**Exercise aim**
Without changing a single character, copy every record below.

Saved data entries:
<<<<
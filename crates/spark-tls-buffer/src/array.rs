use std::collections::VecDeque;

use crate::{
    pool::SegmentPool,
    segment::{AllocationMode, Segment, SegmentOwner},
};

/// 引擎输出的多段数组。
///
/// # 意图（Why）
/// - 引擎报告“输出空间不足”时，追加一段完整大小的新段，而不是原地扩容并搬移已有数据，
///   拷贝成本被限制在单段之内；
/// - 读路径可以一次向调用方交付多段（scatter），写路径按段逐一刷出。
///
/// # 契约（What）
/// - 只有最后一段接受新的写入；
/// - `drain_into` 按顺序交付数据，读空的段立即归还池；
/// - 数组被丢弃时其中所有段随之回收。
#[derive(Debug, Default)]
pub struct SegmentArray {
    segments: VecDeque<Segment>,
}

impl SegmentArray {
    pub fn new() -> Self {
        Self::default()
    }

    /// 追加一段完整大小的新段，返回其可写引用。
    pub fn push_full_size(
        &mut self,
        pool: &SegmentPool,
        size: usize,
        mode: AllocationMode,
    ) -> &mut Segment {
        let mut segment = pool.acquire(size, mode);
        segment.transfer(SegmentOwner::Engine);
        let index = self.segments.len();
        self.segments.push_back(segment);
        &mut self.segments[index]
    }

    /// 追加一个已有段。
    pub fn push(&mut self, segment: Segment) {
        self.segments.push_back(segment);
    }

    /// 可接受写入的最后一段。
    pub fn last_mut(&mut self) -> Option<&mut Segment> {
        self.segments.back_mut()
    }

    /// 最后一段的剩余可写容量，数组为空时为 0。
    pub fn tail_spare(&self) -> usize {
        self.segments.back().map_or(0, Segment::spare_capacity)
    }

    /// 所有段的可读字节总数。
    pub fn readable_len(&self) -> usize {
        self.segments.iter().map(Segment::readable_len).sum()
    }

    pub fn is_empty(&self) -> bool {
        self.readable_len() == 0
    }

    pub fn segment_count(&self) -> usize {
        self.segments.len()
    }

    /// 按顺序复制到 `dst`，读空的段归还池。
    pub fn drain_into(&mut self, pool: &SegmentPool, dst: &mut [u8]) -> usize {
        let mut copied = 0;
        while copied < dst.len() {
            let Some(front) = self.segments.front_mut() else {
                break;
            };
            copied += front.copy_into(&mut dst[copied..]);
            if front.is_drained() {
                if let Some(done) = self.segments.pop_front() {
                    pool.release(done);
                }
            }
        }
        copied
    }

    /// 弹出首段（无论是否读空），用于整段交付。
    pub fn pop_front(&mut self) -> Option<Segment> {
        self.segments.pop_front()
    }

    /// 丢弃所有已读空的段。
    pub fn release_drained(&mut self, pool: &SegmentPool) {
        let mut kept = VecDeque::with_capacity(self.segments.len());
        for segment in self.segments.drain(..) {
            if segment.is_drained() {
                pool.release(segment);
            } else {
                kept.push_back(segment);
            }
        }
        self.segments = kept;
    }

    /// 释放全部段，返回释放数量。
    pub fn release_all(&mut self, pool: &SegmentPool) -> usize {
        let count = self.segments.len();
        for segment in self.segments.drain(..) {
            pool.release(segment);
        }
        count
    }
}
>>>>
**Output of the task**
filename crates/spark-tls-buffer/src/array.rs
use std::collections::VecDeque;

use crate::{
    pool::SegmentPool,
    segment::{AllocationMode, Segment, SegmentOwner},
};

/// 引擎输出的多段数组。
///
/// # 意图（Why）
/// - 引擎报告“输出空间不足”时，追加一段完整大小的新段，而不是原地扩容并搬移已有数据，
///   拷贝成本被限制在单段之内；
/// - 读路径可以一次向调用方交付多段（scatter），写路径按段逐一刷出。
///
/// # 契约（What）
/// - 只有最后一段接受新的写入；
/// - `drain_into` 按顺序交付数据，读空的段立即归还池；
/// - 数组被丢弃时其中所有段随之回收。
#[derive(Debug, Default)]
pub struct SegmentArray {
    segments: VecDeque<Segment>,
}

impl SegmentArray {
    pub fn new() -> Self {
        Self::default()
    }

    /// 追加一段完整大小的新段，返回其可写引用。
    pub fn push_full_size(
        &mut self,
        pool: &SegmentPool,
        size: usize,
        mode: AllocationMode,
    ) -> &mut Segment {
        let mut segment = pool.acquire(size, mode);
        segment.transfer(SegmentOwner::Engine);
        let index = self.segments.len();
        self.segments.push_back(segment);
        &mut self.segments[index]
    }

    /// 追加一个已有段。
    pub fn push(&mut self, segment: Segment) {
        self.segments.push_back(segment);
    }

    /// 可接受写入的最后一段。
    pub fn last_mut(&mut self) -> Option<&mut Segment> {
        self.segments.back_mut()
    }

    /// 最后一段的剩余可写容量，数组为空时为 0。
    pub fn tail_spare(&self) -> usize {
        self.segments.back().map_or(0, Segment::spare_capacity)
    }

    /// 所有段的可读字节总数。
    pub fn readable_len(&self) -> usize {
        self.segments.iter().map(Segment::readable_len).sum()
    }

    pub fn is_empty(&self) -> bool {
        self.readable_len() == 0
    }

    pub fn segment_count(&self) -> usize {
        self.segments.len()
    }

    /// 按顺序复制到 `dst`，读空的段归还池。
    pub fn drain_into(&mut self, pool: &SegmentPool, dst: &mut [u8]) -> usize {
        let mut copied = 0;
        while copied < dst.len() {
            let Some(front) = self.segments.front_mut() else {
                break;
            };
            copied += front.copy_into(&mut dst[copied..]);
            if front.is_drained() {
                if let Some(done) = self.segments.pop_front() {
                    pool.release(done);
                }
            }
        }
        copied
    }

    /// 弹出首段（无论是否读空），用于整段交付。
    pub fn pop_front(&mut self) -> Option<Segment> {
        self.segments.pop_front()
    }

    /// 丢弃所有已读空的段。
    pub fn release_drained(&mut self, pool: &SegmentPool) {
        let mut kept = VecDeque::with_capacity(self.segments.len());
        for segment in self.segments.drain(..) {
            if segment.is_drained() {
                pool.release(segment);
            } else {
                kept.push_back(segment);
            }
        }
        self.segments = kept;
    }

    /// 释放全部段，返回释放数量。
    pub fn release_all(&mut self, pool: &SegmentPool) -> usize {
        let count = self.segments.len();
        for segment in self.segments.drain(..) {
            pool.release(segment);
        }
        count
    }
}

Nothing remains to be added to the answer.